▸ **Prompt**:
Below are some records; copy each line in them that contains "statuses".

____

//! Unit tests for achievement evaluation against student records.

use halloffame::catalog::definitions::default_catalog;
use halloffame::{
    AchievementCatalog, AchievementDef, AchievementEvaluator, AchievementIcon, StudentRecord,
    TierRank,
};
use uuid::Uuid;

fn record_named(name: &str) -> StudentRecord {
    StudentRecord::new(Uuid::new_v4(), name)
}

#[test]
fn test_partway_to_silver() {
    let catalog = default_catalog();
    let evaluator = AchievementEvaluator::new(&catalog);

    let mut record = record_named("Mei");
    record.set_counter("tests_taken", 30);
    record.record_unlocked("tests_taken", TierRank::Bronze);

    let status = evaluator.evaluate("tests_taken", &record).unwrap();
    let goal = status.goal.as_ref().unwrap();

    assert_eq!(goal.rank, TierRank::Silver);
    assert_eq!(goal.target_value, 50);
    assert!(!goal.is_complete);
    assert_eq!(status.percent, 60.0);
    assert_eq!(status.display_counts(), (30, 50));
    assert_eq!(status.progress_label(), "30/50");
    assert_eq!(status.caption(), "Goal: Silver");
    assert_eq!(status.stars_earned, 5);
    assert!(!status.is_complete());
}

#[test]
fn test_fully_unlocked_achievement() {
    let catalog = default_catalog();
    let evaluator = AchievementEvaluator::new(&catalog);

    let mut record = record_named("Mei");
    record.set_counter("tests_taken", 150);
    record.record_unlocked("tests_taken", TierRank::Bronze);
    record.record_unlocked("tests_taken", TierRank::Silver);
    record.record_unlocked("tests_taken", TierRank::Gold);

    let status = evaluator.evaluate("tests_taken", &record).unwrap();
    let goal = status.goal.as_ref().unwrap();

    // The goal parks on the highest tier once everything is unlocked
    assert_eq!(goal.rank, TierRank::Gold);
    assert!(goal.is_complete);
    assert_eq!(status.percent, 100.0);
    assert_eq!(status.progress_label(), "100/100");
    assert_eq!(status.caption(), "Completed");
    assert_eq!(status.stars_earned, 35);
    assert!(status.is_complete());
}

#[test]
fn test_single_tier_achievement() {
    let mut catalog = AchievementCatalog::new();
    catalog.push(
        AchievementDef::new(
            "first_login",
            "Welcome Aboard",
            "Sign in for the first time",
            AchievementIcon::Star,
            "study",
        )
        .with_tier(TierRank::Bronze, 10, 5),
    );
    let evaluator = AchievementEvaluator::new(&catalog);

    let mut record = record_named("Omar");
    record.set_counter("first_login", 5);

    let status = evaluator.evaluate("first_login", &record).unwrap();
    assert_eq!(status.goal.as_ref().unwrap().rank, TierRank::Bronze);
    assert_eq!(status.percent, 50.0);
    assert_eq!(status.progress_label(), "5/10");
    assert_eq!(status.caption(), "Goal: Bronze");
}

#[test]
fn test_unknown_achievement_id() {
    let catalog = default_catalog();
    let evaluator = AchievementEvaluator::new(&catalog);
    let record = record_named("Mei");

    assert!(evaluator.evaluate("typing_speed", &record).is_none());
}

#[test]
fn test_evaluate_all_preserves_catalog_order() {
    let catalog = default_catalog();
    let evaluator = AchievementEvaluator::new(&catalog);
    let record = record_named("Mei");

    let statuses = evaluator.evaluate_all(&record);

    assert_eq!(statuses.len(), catalog.len());
    for (status, def) in statuses.iter().zip(catalog.iter()) {
        assert_eq!(status.id, def.id);
    }
}

#[test]
fn test_unlocked_view_is_always_a_prefix() {
    super::init_tracing();

    let catalog = default_catalog();
    let evaluator = AchievementEvaluator::new(&catalog);

    // Store data with a hole: gold recorded without silver
    let mut record = record_named("Mei");
    record.set_counter("tests_taken", 30);
    record.record_unlocked("tests_taken", TierRank::Bronze);
    record.record_unlocked("tests_taken", TierRank::Gold);

    let status = evaluator.evaluate("tests_taken", &record).unwrap();

    assert_eq!(status.unlocked, vec![TierRank::Bronze]);
    assert_eq!(status.goal.as_ref().unwrap().rank, TierRank::Silver);
    assert_eq!(status.stars_earned, 5);
}

#[test]
fn test_fresh_record_starts_at_bronze() {
    let catalog = default_catalog();
    let evaluator = AchievementEvaluator::new(&catalog);
    let record = record_named("Mei");

    for status in evaluator.evaluate_all(&record) {
        let goal = status.goal.as_ref().unwrap();
        assert_eq!(goal.rank, TierRank::Bronze);
        assert!(!goal.is_complete);
        assert_eq!(status.percent, 0.0);
        assert_eq!(status.stars_earned, 0);
    }
}

#[test]
fn test_completion_percent_over_default_catalog() {
    let catalog = default_catalog();
    let evaluator = AchievementEvaluator::new(&catalog);

    let mut record = record_named("Mei");
    assert_eq!(evaluator.completion_percent(&record), 0.0);

    record.record_unlocked("tests_taken", TierRank::Bronze);
    record.record_unlocked("tests_taken", TierRank::Silver);
    record.record_unlocked("game_wins", TierRank::Bronze);

    let total = catalog.total_tiers() as f32;
    let percent = evaluator.completion_percent(&record);
    assert!((percent - 300.0 / total).abs() < 0.001);
}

____

▸ **Exercise solution**:
    let statuses = evaluator.evaluate_all(&record);
    assert_eq!(statuses.len(), catalog.len());
    for (status, def) in statuses.iter().zip(catalog.iter()) {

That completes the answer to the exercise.